TERO VESALAINEN/SHUTTERSTOCK
TERO VESALAINEN/SHUTTERSTOCK

For years, Inside Philanthropy has been reporting on the longstanding dearth of giving for mental health issues, and while it’s still a deeply underfunded area, there’s some cause for optimism that more money will start to flow. Increasingly, celebrities are speaking out about the issue, as are people who have personal and family experience with mental illnesses and suicide. In just the last few years, new foundations have emerged to address specific mental health issues. One of the newest is the RADical Hope Foundation, established in 2018 with a focus on the mental and emotional health of young people and college students.

Since its launch, the foundation has been working to identify, evaluate and fund youth mental health programs. Its first partnership, announced last year, was with PeaceLove, a program that uses expressive arts to enhance wellness. RADical Hope provided funding to bring additional analytic rigor to the program and increase PeaceLove’s training capacity. And late last month, it announced another partnership, this one with New York University, aiming to take on the growing problem of mental health issues like depression, anxiety and suicide on college and university campuses.

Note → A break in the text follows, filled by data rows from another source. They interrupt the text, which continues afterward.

//! Property-based tests for the query history store
//!
//! These tests check, over arbitrary sequences of recorded queries, that:
//! - the store grows by one per query until the cap, newest first
//! - recent-query recall never offers failed or duplicate texts
//! - statistics agree with the recorded entries

#[cfg(test)]
mod tests {
    use dbcli::storage::QueryHistory;
    use proptest::prelude::*;
    use proptest_derive::Arbitrary;
    use tempfile::TempDir;

    const CAP: usize = 6;

    /// One recorded query, drawn from a tiny vocabulary so repeats happen
    #[derive(Debug, Clone, Arbitrary)]
    struct Attempt {
        #[proptest(strategy = "0u8..4")]
        query: u8,
        #[proptest(strategy = "0u8..2")]
        connection: u8,
        success: bool,
        #[proptest(strategy = "proptest::option::of(0u64..500)")]
        time: Option<u64>,
    }

    impl Attempt {
        fn text(&self) -> String {
            format!("SELECT {}", self.query)
        }

        fn connection_id(&self) -> String {
            format!("conn-{}", self.connection)
        }
    }

    fn record(history: &QueryHistory, attempt: &Attempt) {
        let error = (!attempt.success).then(|| "failed".to_string());
        history.add_query(
            &attempt.text(),
            &attempt.connection_id(),
            "name",
            attempt.success,
            attempt.time,
            error,
        );
    }

    proptest! {
        #![proptest_config(ProptestConfig::with_cases(48))]

        #[test]
        fn prop_newest_first_and_capped(attempts in proptest::collection::vec(any::<Attempt>(), 0..20)) {
            let dir = TempDir::new().unwrap();
            let history = QueryHistory::open(dir.path().join("history.json"), CAP);

            for attempt in &attempts {
                let before = history.len();
                record(&history, attempt);
                prop_assert_eq!(history.len(), (before + 1).min(CAP));

                let newest = &history.get_history(None, 1)[0];
                prop_assert_eq!(&newest.query, &attempt.text());
                prop_assert_eq!(&newest.connection_id, &attempt.connection_id());
                prop_assert_eq!(newest.success, attempt.success);
            }

            // A fresh load sees the same entries
            let reloaded = QueryHistory::open(dir.path().join("history.json"), CAP);
            prop_assert_eq!(reloaded.get_history(None, CAP), history.get_history(None, CAP));
        }

        #[test]
        fn prop_recent_queries_are_distinct_successes(
            attempts in proptest::collection::vec(any::<Attempt>(), 0..20),
            limit in 1usize..8,
        ) {
            let dir = TempDir::new().unwrap();
            let history = QueryHistory::open(dir.path().join("history.json"), CAP);
            for attempt in &attempts {
                record(&history, attempt);
            }

            let recent = history.get_recent_queries(Some("conn-0"), limit);

            let mut expected: Vec<String> = Vec::new();
            for entry in history.get_history(Some("conn-0"), limit) {
                if entry.success && !expected.contains(&entry.query) {
                    expected.push(entry.query);
                }
            }
            prop_assert_eq!(&recent, &expected);

            let mut unique = recent.clone();
            unique.sort();
            unique.dedup();
            prop_assert_eq!(unique.len(), recent.len());
        }

        #[test]
        fn prop_stats_match_entries(attempts in proptest::collection::vec(any::<Attempt>(), 0..20)) {
            let dir = TempDir::new().unwrap();
            let history = QueryHistory::open(dir.path().join("history.json"), CAP);
            for attempt in &attempts {
                record(&history, attempt);
            }

            let entries = history.get_history(None, CAP);
            let stats = history.get_stats(None);
            prop_assert_eq!(stats.total_queries, entries.len());
            prop_assert_eq!(stats.successful_queries, entries.iter().filter(|e| e.success).count());
            prop_assert_eq!(stats.successful_queries + stats.failed_queries, stats.total_queries);

            let times: Vec<u64> = entries.iter().filter_map(|e| e.execution_time).collect();
            if times.is_empty() {
                prop_assert_eq!(stats.average_execution_time, 0);
            } else {
                let min = *times.iter().min().unwrap();
                let max = *times.iter().max().unwrap();
                prop_assert!(stats.average_execution_time >= min && stats.average_execution_time <= max);
            }
        }

        #[test]
        fn prop_clear_one_connection_keeps_others(attempts in proptest::collection::vec(any::<Attempt>(), 0..20)) {
            let dir = TempDir::new().unwrap();
            let path = dir.path().join("history.json");
            let history = QueryHistory::open(&path, CAP);
            for attempt in &attempts {
                record(&history, attempt);
            }
            let others = history.get_history(Some("conn-1"), CAP);

            history.clear_history(Some("conn-0"));

            let reloaded = QueryHistory::open(&path, CAP);
            prop_assert!(reloaded.get_history(Some("conn-0"), CAP).is_empty());
            prop_assert_eq!(reloaded.get_history(Some("conn-1"), CAP), others);
        }
    }
}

The program with NYU will seek to head off mental health problems and crises before they arise by giving first-year college students tools and skills to develop emotional resilience and healthy habits in work, life and relationships. The new students will be organized into small groups under the direction of trained faculty and staff. The program will include interviews with leaders, advocates, artists, athlete, and others, as well as educational resources and group discussions.

Young Americans on and off college campuses have been exhibiting rising rates of anxiety, depression, suicide, substance use and other diseases of despair for years; the COVID-19 pandemic made it worse. Kids making the transition from high school to college are at particularly high risk, said Liz Feld, CEO of RADical Hope.

The philanthropic forces behind RADical Hope are retired businessmen Larry Bossidy and billionaire Kenneth G. Langone, a co-founder of Home Depot. Bossidy, the former CEO and chairman of tech and manufacturing conglomerate Honeywell International, lost a grandson to suicide. The young man’s parents, Pam and Phil Martin—Pam is Bossidy’s daughter—created RADical Hope in his memory to develop and fund programs that address the mental health issues of young people.

Langone, a New York native who made his fortune in finance, has long been a major donor to NYU—in 2018, he gave the university $100 million to make tuition free for all students at the NYU School of Medicine. A decade before that, Langone and his wife gave $200 million to the institution, which was then renamed the NYU Langone Medical Center. Langone has supported a range of causes within health and medicine, and other fields, and is a major Republican donor.

RADical Hope is currently raising $3.5 million to expand and staff up the organization. As programs are developed and assessed, Feld said, the organization hopes to expand it to partner schools across the country.

“RADical Hope and NYU are responding to an urgent need to support students as they begin a critical chapter in their lives,” said Bossidy, in a news announcement. “Together, we have developed a skill-based wellness program aligned with Radical Hope’s mission priorities: Connectivity, engagement, emotional intelligence and empowerment.”